Out of the box, Outlook’s limitations are so monumental that, chances are, your HTML emails will end up looking bad. The best you can hope for, really, is that they end up looking OK. They won’t look great, but they might be ”good enough.” You have to ask yourself if good enough is good enough for your company and your brand.
If you’re on Windows, and want to send HTML emails from Outlook, you should definitely buy Send Personally, which will prevent Outlook from trashing your HTML. You can even send responsive emails using Send Personally. (You’ll still need an HTML editor like Adobe Dreamweaver to craft your HTML, but at least it won’t be lobotomized when you try to send it.) A single license costs $24, and they offer volume discounts. Sadly, Send Personally is Windows-only: If you use Outlook on a Mac, you’re out of luck.
What’s a marketer to do?
If you’re on a Mac, or if your IT department won’t let you install Send Personally, here a few tips that will help your Outlook-sent HTML emails look as “good enough” as they can on both desktop and mobile.
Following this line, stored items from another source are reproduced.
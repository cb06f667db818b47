//! The full error taxonomy. Only the composite repository aggregates all of
//! these; the parts beneath it raise their own narrower errors.

#[derive(Debug, thiserror::Error)]
pub enum Error {
    #[error("not found")]
    NotFound,

    #[error("stored blob does not match its digest")]
    IntegrityCheck,

    #[error("metadata key `{key}` has type incompatible with existing column (column is {existing}, value is {attempted})")]
    SchemaConflict {
        key: String,
        existing: &'static str,
        attempted: &'static str,
    },

    #[error("storage backend error: {0}")]
    StorageBackend(String),

    #[error("item is reserved by another caller")]
    Reserved,

    #[error("validation error: {0}")]
    ValidationError(String),

    #[error("composite transaction committed on {committed} of {total} parts before failing")]
    PartialCommit {
        committed: usize,
        total: usize,
        #[source]
        source: Box<dyn std::error::Error + Send + Sync>,
    },
}

impl From<conveyor_files::Error> for Error {
    fn from(e: conveyor_files::Error) -> Self {
        match e {
            conveyor_files::Error::NotFound(_) => Error::NotFound,
            conveyor_files::Error::IntegrityCheck(_) => Error::IntegrityCheck,
            conveyor_files::Error::Transform(t) => Error::StorageBackend(t.to_string()),
            conveyor_files::Error::Io(_, io) => Error::StorageBackend(io.to_string()),
        }
    }
}

impl From<conveyor_rows::Error> for Error {
    fn from(e: conveyor_rows::Error) -> Self {
        match e {
            conveyor_rows::Error::NotFound => Error::NotFound,
            conveyor_rows::Error::SchemaConflict {
                key,
                existing,
                attempted,
            } => Error::SchemaConflict {
                key,
                existing,
                attempted,
            },
            conveyor_rows::Error::Database(db) => Error::StorageBackend(db.to_string()),
            conveyor_rows::Error::EnumCache(c) => Error::StorageBackend(c.to_string()),
            conveyor_rows::Error::Item(i) => Error::ValidationError(i.to_string()),
            conveyor_rows::Error::Digest(d) => Error::ValidationError(d.to_string()),
        }
    }
}

impl From<conveyor_item::Error> for Error {
    fn from(e: conveyor_item::Error) -> Self {
        Error::ValidationError(e.to_string())
    }
}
First of all, Outlook doesn’t do responsive design. It doesn’t understand it when you send a responsive layout to Outlook, and it sure as heck doesn’t know what to do when you try to send a responsive email from Outlook. This means that you’ll need to make some compromises to make sure that your emails work on both desktop and mobile. The goal should be to create a layout that looks good enough on a very narrow screen (a phone) and on a wide screen (a computer).
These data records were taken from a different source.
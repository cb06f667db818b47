//! Process-wide interning of low-cardinality metadata strings to small
//! integers.

mod bimap;
mod cache;
mod error;
mod registry;

pub use cache::Cache;
pub use error::Error;
pub use registry::{init, teardown};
If you can, I recommend using a liquid layout rather than a fixed-width one. Just set the width of your content to 90%, keep your images small, and your email should work on both phones and desktop computers. Click here to see an example of a liquid layout.
Narrow your focus
If you make your layout wider than 480 pixels, you’ve ensured that all your customers on phones will have to pan and zoom to read your email, even in landscape mode. Therefore, we recommend a maximum width of 480 pixels.
Avoid full-width images
If you want to use images in your email — and, really, what marketing email has no images? — avoid wide images. When sending HTML emails with Outlook, you need to let go of the idea of pixel-perfect layouts as Outlook treats the images and copy differently. The same version of Outlook will look completely different on different computers. On high-resolution displays, Outlook makes the text size larger. However, it doesn’t also bump up the size of images. So, a full-width image is no longer actually full-width, but instead has a lot of space on either side of it; or a small image that balances so nicely next to a block of text in your browser is suddenly dwarfed by your large-size copy.
Narrow column/Large type/Wide margins
If you have a full-width image, you’ll need to make your text larger than you normally would on desktop, so that it’s not too small on phones when you double-tap to fit the email in the window. We also recommend having a narrower-than-usual column of text with wider margins. Typically, if we have a 480px image, we’ll have 60 pixels of margin on either side of our (larger type) text, which leaves a 360 pixel wide column of text. This is slightly wider than your phone, but with the larger text, double-tapping it should make your text fill the screen and be legible.
In the end, is it worth it?
So, what are the takeaways? If you can, use an email service provider. If you need to use Outlook, install Send Personally to prevent Outlook from mangling your code. If you need to use Outlook “out of the box,” consider a liquid layout, or if you want a fixed layout, avoid wide images, make your text large, set your copy in narrow columns, hope for the best, and repeat after me: good enough is good enough.